WHAT THIS TASK INVOLVES: Among the records, how many lines contain "processing"? Only the number is needed.

Collected data entries
######
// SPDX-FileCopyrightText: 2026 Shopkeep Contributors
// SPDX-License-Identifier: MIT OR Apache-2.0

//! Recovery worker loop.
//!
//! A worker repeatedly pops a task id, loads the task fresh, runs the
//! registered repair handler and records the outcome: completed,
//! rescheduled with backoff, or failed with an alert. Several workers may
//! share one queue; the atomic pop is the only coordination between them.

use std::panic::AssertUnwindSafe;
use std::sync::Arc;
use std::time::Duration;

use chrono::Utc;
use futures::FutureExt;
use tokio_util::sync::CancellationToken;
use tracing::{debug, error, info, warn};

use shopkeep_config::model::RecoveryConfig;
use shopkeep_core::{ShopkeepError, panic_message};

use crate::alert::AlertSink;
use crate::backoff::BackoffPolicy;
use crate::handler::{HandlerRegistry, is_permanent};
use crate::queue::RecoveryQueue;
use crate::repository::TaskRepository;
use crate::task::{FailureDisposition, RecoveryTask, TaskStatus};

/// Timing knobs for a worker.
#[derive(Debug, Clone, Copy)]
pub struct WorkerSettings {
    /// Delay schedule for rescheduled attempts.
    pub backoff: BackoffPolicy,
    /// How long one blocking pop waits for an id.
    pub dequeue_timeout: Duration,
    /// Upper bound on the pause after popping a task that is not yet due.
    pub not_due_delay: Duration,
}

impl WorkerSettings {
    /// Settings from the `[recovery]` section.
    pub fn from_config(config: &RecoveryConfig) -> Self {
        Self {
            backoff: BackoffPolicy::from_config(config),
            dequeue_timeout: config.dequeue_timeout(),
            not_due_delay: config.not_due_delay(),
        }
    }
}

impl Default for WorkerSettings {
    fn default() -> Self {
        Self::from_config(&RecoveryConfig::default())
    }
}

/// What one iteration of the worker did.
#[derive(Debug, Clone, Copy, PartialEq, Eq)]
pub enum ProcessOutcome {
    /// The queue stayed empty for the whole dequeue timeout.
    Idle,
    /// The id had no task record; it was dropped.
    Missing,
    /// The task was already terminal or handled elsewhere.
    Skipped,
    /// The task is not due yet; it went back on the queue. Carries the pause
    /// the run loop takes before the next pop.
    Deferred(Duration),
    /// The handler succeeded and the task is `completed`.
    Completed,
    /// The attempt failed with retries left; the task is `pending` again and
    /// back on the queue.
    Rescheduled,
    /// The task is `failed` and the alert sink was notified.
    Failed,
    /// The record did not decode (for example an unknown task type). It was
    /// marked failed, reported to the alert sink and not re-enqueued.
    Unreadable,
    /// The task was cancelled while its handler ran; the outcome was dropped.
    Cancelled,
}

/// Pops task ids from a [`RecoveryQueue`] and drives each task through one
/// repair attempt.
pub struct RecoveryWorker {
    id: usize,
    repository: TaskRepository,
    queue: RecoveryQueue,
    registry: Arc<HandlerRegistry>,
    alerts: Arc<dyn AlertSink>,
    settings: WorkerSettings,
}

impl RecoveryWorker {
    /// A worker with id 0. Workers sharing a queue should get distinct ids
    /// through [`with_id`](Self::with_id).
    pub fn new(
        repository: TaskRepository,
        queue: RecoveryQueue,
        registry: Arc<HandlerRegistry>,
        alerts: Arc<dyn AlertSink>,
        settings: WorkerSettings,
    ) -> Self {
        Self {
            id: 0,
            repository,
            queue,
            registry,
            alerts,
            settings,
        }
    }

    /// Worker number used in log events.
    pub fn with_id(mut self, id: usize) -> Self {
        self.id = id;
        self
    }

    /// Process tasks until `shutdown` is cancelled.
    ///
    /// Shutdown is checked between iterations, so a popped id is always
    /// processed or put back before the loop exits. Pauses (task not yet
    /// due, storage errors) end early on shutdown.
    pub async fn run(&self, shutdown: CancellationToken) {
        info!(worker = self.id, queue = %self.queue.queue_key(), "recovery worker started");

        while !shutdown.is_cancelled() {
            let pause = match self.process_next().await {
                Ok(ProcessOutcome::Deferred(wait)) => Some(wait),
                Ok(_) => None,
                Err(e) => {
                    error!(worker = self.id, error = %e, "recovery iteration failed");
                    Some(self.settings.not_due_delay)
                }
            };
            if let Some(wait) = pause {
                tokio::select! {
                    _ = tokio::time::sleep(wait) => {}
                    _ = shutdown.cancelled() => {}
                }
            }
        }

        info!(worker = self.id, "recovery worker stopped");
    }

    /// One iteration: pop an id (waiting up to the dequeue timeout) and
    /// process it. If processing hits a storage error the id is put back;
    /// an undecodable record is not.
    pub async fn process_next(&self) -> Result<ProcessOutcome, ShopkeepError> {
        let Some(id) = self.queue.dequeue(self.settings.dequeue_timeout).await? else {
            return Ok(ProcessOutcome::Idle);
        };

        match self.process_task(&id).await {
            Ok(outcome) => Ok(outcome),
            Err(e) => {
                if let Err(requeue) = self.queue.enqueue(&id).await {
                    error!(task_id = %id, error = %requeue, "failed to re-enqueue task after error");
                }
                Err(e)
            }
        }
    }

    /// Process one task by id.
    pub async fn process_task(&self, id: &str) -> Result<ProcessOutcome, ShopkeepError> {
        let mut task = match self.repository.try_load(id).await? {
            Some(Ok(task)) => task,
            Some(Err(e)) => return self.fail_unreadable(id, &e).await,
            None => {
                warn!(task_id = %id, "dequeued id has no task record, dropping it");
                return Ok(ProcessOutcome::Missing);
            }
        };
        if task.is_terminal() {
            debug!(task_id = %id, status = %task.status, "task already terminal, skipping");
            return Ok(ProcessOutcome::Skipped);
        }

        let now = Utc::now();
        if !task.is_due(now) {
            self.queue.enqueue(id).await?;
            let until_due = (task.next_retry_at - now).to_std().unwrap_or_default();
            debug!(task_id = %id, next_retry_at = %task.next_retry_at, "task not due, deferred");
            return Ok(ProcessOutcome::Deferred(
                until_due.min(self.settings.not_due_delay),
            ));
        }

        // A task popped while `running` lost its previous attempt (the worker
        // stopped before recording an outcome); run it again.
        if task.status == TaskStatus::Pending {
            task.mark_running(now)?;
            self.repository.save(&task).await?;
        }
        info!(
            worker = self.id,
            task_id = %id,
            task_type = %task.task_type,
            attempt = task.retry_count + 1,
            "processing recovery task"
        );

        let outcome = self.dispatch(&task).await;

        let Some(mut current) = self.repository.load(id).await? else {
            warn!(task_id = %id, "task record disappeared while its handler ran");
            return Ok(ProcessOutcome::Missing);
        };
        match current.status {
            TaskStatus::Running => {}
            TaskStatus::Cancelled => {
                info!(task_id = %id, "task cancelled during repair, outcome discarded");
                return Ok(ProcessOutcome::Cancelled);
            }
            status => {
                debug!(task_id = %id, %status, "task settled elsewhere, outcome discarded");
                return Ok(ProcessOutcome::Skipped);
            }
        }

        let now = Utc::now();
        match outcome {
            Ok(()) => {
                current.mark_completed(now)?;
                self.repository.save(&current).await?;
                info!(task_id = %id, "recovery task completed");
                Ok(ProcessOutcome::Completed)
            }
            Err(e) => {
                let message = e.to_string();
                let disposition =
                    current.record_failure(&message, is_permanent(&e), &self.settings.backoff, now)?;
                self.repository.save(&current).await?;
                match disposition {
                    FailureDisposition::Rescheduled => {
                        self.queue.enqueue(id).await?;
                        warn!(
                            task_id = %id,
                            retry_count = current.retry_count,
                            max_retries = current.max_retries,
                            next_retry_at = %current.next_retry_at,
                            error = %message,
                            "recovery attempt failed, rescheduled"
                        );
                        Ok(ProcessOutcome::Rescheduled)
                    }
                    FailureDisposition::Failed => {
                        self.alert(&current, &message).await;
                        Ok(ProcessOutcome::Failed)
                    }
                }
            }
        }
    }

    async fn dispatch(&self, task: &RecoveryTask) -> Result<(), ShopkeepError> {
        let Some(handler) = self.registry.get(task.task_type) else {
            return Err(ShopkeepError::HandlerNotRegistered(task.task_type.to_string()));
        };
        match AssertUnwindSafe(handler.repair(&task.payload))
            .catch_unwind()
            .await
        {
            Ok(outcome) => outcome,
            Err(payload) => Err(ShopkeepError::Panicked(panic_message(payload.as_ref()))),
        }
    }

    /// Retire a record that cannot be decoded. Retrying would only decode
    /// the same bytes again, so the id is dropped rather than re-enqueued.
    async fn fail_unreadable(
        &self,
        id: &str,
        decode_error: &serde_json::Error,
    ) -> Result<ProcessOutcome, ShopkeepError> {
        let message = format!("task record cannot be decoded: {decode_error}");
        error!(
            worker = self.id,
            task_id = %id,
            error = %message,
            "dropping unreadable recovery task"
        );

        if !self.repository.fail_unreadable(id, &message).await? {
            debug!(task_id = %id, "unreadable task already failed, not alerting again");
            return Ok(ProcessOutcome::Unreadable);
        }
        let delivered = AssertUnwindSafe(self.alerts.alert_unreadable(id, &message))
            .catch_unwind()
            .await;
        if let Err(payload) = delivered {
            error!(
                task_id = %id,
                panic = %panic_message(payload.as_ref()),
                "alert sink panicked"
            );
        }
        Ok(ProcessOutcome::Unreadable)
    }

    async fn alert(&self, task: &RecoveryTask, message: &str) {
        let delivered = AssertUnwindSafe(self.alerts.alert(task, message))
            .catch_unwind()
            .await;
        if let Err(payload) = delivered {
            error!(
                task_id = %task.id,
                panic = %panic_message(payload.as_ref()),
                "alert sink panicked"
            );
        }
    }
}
######
ANSWER FOR THE TASK: 2